Earlier this week, the Science & SciLifeLab Prize for Young Scientists celebrated its 10th anniversary, together with the four winners of 2023. During this 10-year period, the prize has annually been awarded to four young scientists for outstanding research based on a doctoral degree earned in the previous two years and is a way to celebrate and encourage excellent researchers early on in their careers.

Each year, a Grand Prize winner is selected from the applicants to receive 30,000 USD in prize money and the three other category winners are awarded 10,000 USD each for their accomplishments. This year’s Grand Prize winner, Zuzanna Kozicka, is using molecular glue degraders to find troublesome proteins, creatively combining multiple scientific fields to achieve her goals.

In a week dedicated to celebrating excellent science, it’s also fitting that the four winners visited the inspiring Nobel Prize Ceremony and later attended the Nobel Banquet.

Rachel Kratofil, Zuzanna Kozicka, Jessica Kendall-Bar and Yodai Takei at the Nobel Prize Banquet

The week was full of fun activities for the winners, but also educational, as they presented their research to local high school students and later on in front of the scientific community via the Science & SciLifeLab Prize Symposium, and also got a chance to visit part of the SciLifeLab infrastructure and discuss science with researchers from the SciLifeLab environment.

To celebrate the 10th anniversary, a symposium where the winners presented their research in at a symposium held at Royal Swedish Academy of Sciences.

Jessica Kendall-Bar, category winner in Ecology and Environment presented her thesis work focusing on how mammals at sea sleep.

“We first need to answer the fundamental neurophysiology questions, then look into applied conservation biology and ultimately applied translational medicine” said Jessica Kendall-Bar,

 the 2014 category winner Chelsea Wood was invited to give a keynote lecture titled “Is the world wormier than it used to be? Answers from a new subdiscipline: the historical ecology of parasitism.”

“Parasites play really important roles in ecosystems – they make ecosystems run. Yet we have no clue about what their trajectory may be, and that is what my lab focuses on”, said Chelsea Wood.

As tradition goes, the Science & SciLifeLab Prize for Young Scientists week ended with a festive Award Ceremony and dinner in the Hall of Mirrors in Stockholm.

The 2023 winners

Zuzanna Kozicka, Molecular Medicine, Grand Prize Winner for the essay “Gluing the pieces together: Illuminating the path to degrading troublesome proteins.”

Rachel Kratofil, Category winner in Cell and Molecular Biology for the essay “Working up an appetite to promote repair: Immune-derived hunger hormones restore tissue post-infection.”

Yodai Takei, Category winner in Genomics, Proteomics, and Systems Biology Approaches for the essay “Imaging nuclear architecture in single cells: Multiplexed imaging technologies uncover precise 3D maps of single nuclei.”

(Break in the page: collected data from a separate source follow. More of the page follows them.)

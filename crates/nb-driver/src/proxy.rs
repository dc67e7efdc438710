use std::fmt::Write as _;
use std::path::{Path, PathBuf};

use async_trait::async_trait;
use tokio::sync::Mutex;
use tracing::{debug, info};

const ROUTE_FILE_PREFIX: &str = "route_key-";
const PROXY_CONF: &str = "proxy.conf";

#[derive(Debug, thiserror::Error)]
pub enum ProxyError {
    #[error("proxy config {}: {source}", .path.display())]
    Io {
        path: PathBuf,
        #[source]
        source: std::io::Error,
    },

    #[error("proxy reload failed: {0}")]
    Reload(String),
}

/// Per-route behaviour requested by the application profile.
#[derive(Debug, Clone, Default, PartialEq, Eq)]
pub struct ProxyOptions {
    pub proxy_rewrite: bool,
    pub proxy_redirect: bool,
    pub set_host_header: bool,
    /// Token injected as `Authorization: token <value>`.
    pub bypass_token_authentication: Option<String>,
}

/// Installs and removes public routes `/notebooks/<key>/ -> target`.
#[async_trait]
pub trait ProxyRouter: Send + Sync + 'static {
    async fn add_route(&self, route_key: &str, target: &str, options: &ProxyOptions) -> Result<(), ProxyError>;

    /// Returns `false` if the route did not exist.
    async fn remove_route(&self, route_key: &str) -> Result<bool, ProxyError>;
}

/// nginx `location` block for one route.
pub fn render_route(route_key: &str, target: &str, external_https_port: u16, options: &ProxyOptions) -> String {
    let mut out = String::new();
    let _ = writeln!(out, "location /notebooks/{route_key}/ {{");
    let _ = writeln!(out, "    proxy_pass {target};");
    let _ = writeln!(out, "    proxy_http_version 1.1;");
    let _ = writeln!(out, "    proxy_set_header Upgrade $http_upgrade;");
    let _ = writeln!(out, "    proxy_set_header Connection \"upgrade\";");
    let _ = writeln!(out, "    proxy_read_timeout 86400;");
    if options.proxy_rewrite {
        let _ = writeln!(out, "    rewrite ^/notebooks/{route_key}/(.*)$ /$1 break;");
    }
    if options.proxy_redirect {
        let _ = writeln!(
            out,
            "    proxy_redirect {target} $scheme://$host:{external_https_port}/notebooks/{route_key};"
        );
    }
    if options.set_host_header {
        let _ = writeln!(out, "    proxy_set_header Host $host;");
    }
    if let Some(token) = &options.bypass_token_authentication {
        let _ = writeln!(out, "    proxy_set_header Authorization \"token {token}\";");
    }
    out.push_str("}\n");
    out
}

/// Route store for an nginx front end: one snippet file per route plus a
/// concatenated `proxy.conf` that nginx includes.
pub struct NginxRouter {
    dir: PathBuf,
    external_https_port: u16,
    reload_command: Option<Vec<String>>,
    guard: Mutex<()>,
}

impl NginxRouter {
    pub fn new(dir: impl Into<PathBuf>, external_https_port: u16) -> Self {
        Self {
            dir: dir.into(),
            external_https_port,
            reload_command: None,
            guard: Mutex::new(()),
        }
    }

    /// Command run after every change, e.g. `nginx -s reload`.
    pub fn with_reload_command(mut self, command: Vec<String>) -> Self {
        self.reload_command = (!command.is_empty()).then_some(command);
        self
    }

    fn route_path(&self, route_key: &str) -> PathBuf {
        self.dir.join(format!("{ROUTE_FILE_PREFIX}{route_key}"))
    }

    fn io_error(path: &Path) -> impl FnOnce(std::io::Error) -> ProxyError + '_ {
        move |source| ProxyError::Io {
            path: path.to_path_buf(),
            source,
        }
    }

    /// Rewrite `proxy.conf` from the route files, in name order.
    async fn regenerate(&self) -> Result<(), ProxyError> {
        let mut entries = tokio::fs::read_dir(&self.dir).await.map_err(Self::io_error(&self.dir))?;
        let mut routes = Vec::new();
        while let Some(entry) = entries.next_entry().await.map_err(Self::io_error(&self.dir))? {
            let name = entry.file_name();
            if name.to_string_lossy().starts_with(ROUTE_FILE_PREFIX) {
                routes.push(entry.path());
            }
        }
        routes.sort();

        let mut conf = String::new();
        for path in &routes {
            conf.push_str(&tokio::fs::read_to_string(path).await.map_err(Self::io_error(path))?);
            conf.push('\n');
        }

        let conf_path = self.dir.join(PROXY_CONF);
        let tmp_path = self.dir.join(format!(".{PROXY_CONF}.tmp"));
        tokio::fs::write(&tmp_path, conf).await.map_err(Self::io_error(&tmp_path))?;
        tokio::fs::rename(&tmp_path, &conf_path).await.map_err(Self::io_error(&conf_path))?;

        self.reload().await
    }

    async fn reload(&self) -> Result<(), ProxyError> {
        let Some(command) = &self.reload_command else {
            return Ok(());
        };
        let Some((program, args)) = command.split_first() else {
            return Ok(());
        };
        let output = tokio::process::Command::new(program)
            .args(args)
            .output()
            .await
            .map_err(|e| ProxyError::Reload(e.to_string()))?;
        if !output.status.success() {
            return Err(ProxyError::Reload(
                String::from_utf8_lossy(&output.stderr).trim().to_string(),
            ));
        }
        debug!("proxy reloaded");
        Ok(())
    }
}

#[async_trait]
impl ProxyRouter for NginxRouter {
    async fn add_route(&self, route_key: &str, target: &str, options: &ProxyOptions) -> Result<(), ProxyError> {
        let _serial = self.guard.lock().await;
        tokio::fs::create_dir_all(&self.dir).await.map_err(Self::io_error(&self.dir))?;

        let path = self.route_path(route_key);
        let snippet = render_route(route_key, target, self.external_https_port, options);
        tokio::fs::write(&path, snippet).await.map_err(Self::io_error(&path))?;

        self.regenerate().await?;
        info!(route_key, target, "proxy route added");
        Ok(())
    }

    async fn remove_route(&self, route_key: &str) -> Result<bool, ProxyError> {
        let _serial = self.guard.lock().await;
        let path = self.route_path(route_key);
        match tokio::fs::remove_file(&path).await {
            Ok(()) => {}
            Err(e) if e.kind() == std::io::ErrorKind::NotFound => return Ok(false),
            Err(source) => return Err(ProxyError::Io { path, source }),
        }

        self.regenerate().await?;
        info!(route_key, "proxy route removed");
        Ok(true)
    }
}

#[cfg(test)]
mod tests {
    use super::*;

    #[test]
    fn render_includes_only_requested_options() {
        let plain = render_route("abc", "http://10.0.0.5:32768", 443, &ProxyOptions::default());
        assert!(plain.starts_with("location /notebooks/abc/ {\n"));
        assert!(plain.contains("proxy_pass http://10.0.0.5:32768;"));
        assert!(plain.contains("proxy_read_timeout 86400;"));
        assert!(!plain.contains("rewrite"));
        assert!(!plain.contains("Authorization"));

        let full = render_route(
            "abc",
            "http://10.0.0.5:32768",
            8443,
            &ProxyOptions {
                proxy_rewrite: true,
                proxy_redirect: true,
                set_host_header: true,
                bypass_token_authentication: Some("sess-1".into()),
            },
        );
        assert!(full.contains("rewrite ^/notebooks/abc/(.*)$ /$1 break;"));
        assert!(full.contains("proxy_redirect http://10.0.0.5:32768 $scheme://$host:8443/notebooks/abc;"));
        assert!(full.contains("proxy_set_header Host $host;"));
        assert!(full.contains("proxy_set_header Authorization \"token sess-1\";"));
    }

    #[tokio::test]
    async fn routes_are_concatenated_into_proxy_conf() {
        let dir = tempfile::tempdir().unwrap();
        let router = NginxRouter::new(dir.path(), 443);

        router
            .add_route("bbb", "http://10.0.0.2:1", &ProxyOptions::default())
            .await
            .unwrap();
        router
            .add_route("aaa", "http://10.0.0.1:1", &ProxyOptions::default())
            .await
            .unwrap();

        let conf = std::fs::read_to_string(dir.path().join(PROXY_CONF)).unwrap();
        let a = conf.find("/notebooks/aaa/").unwrap();
        let b = conf.find("/notebooks/bbb/").unwrap();
        assert!(a < b);

        assert!(router.remove_route("aaa").await.unwrap());
        assert!(!router.remove_route("aaa").await.unwrap());
        let conf = std::fs::read_to_string(dir.path().join(PROXY_CONF)).unwrap();
        assert!(!conf.contains("/notebooks/aaa/"));
        assert!(conf.contains("/notebooks/bbb/"));
    }
}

Jessica Kendall-Bar, Category winner in Ecology and Environment for the essay “Lessons from sleep in the deep: Records of seal sleep at sea reveal extreme sleep duration flexibility.”

The Science and SciLifeLab Prize for Young Scientists was initiated as a collaboration between SciLifeLab in Sweden and Science magazine/AAAS. It is co-funded by the Knut and Alice Wallenberg Foundation one of the largest private financiers of scientific research in Europe.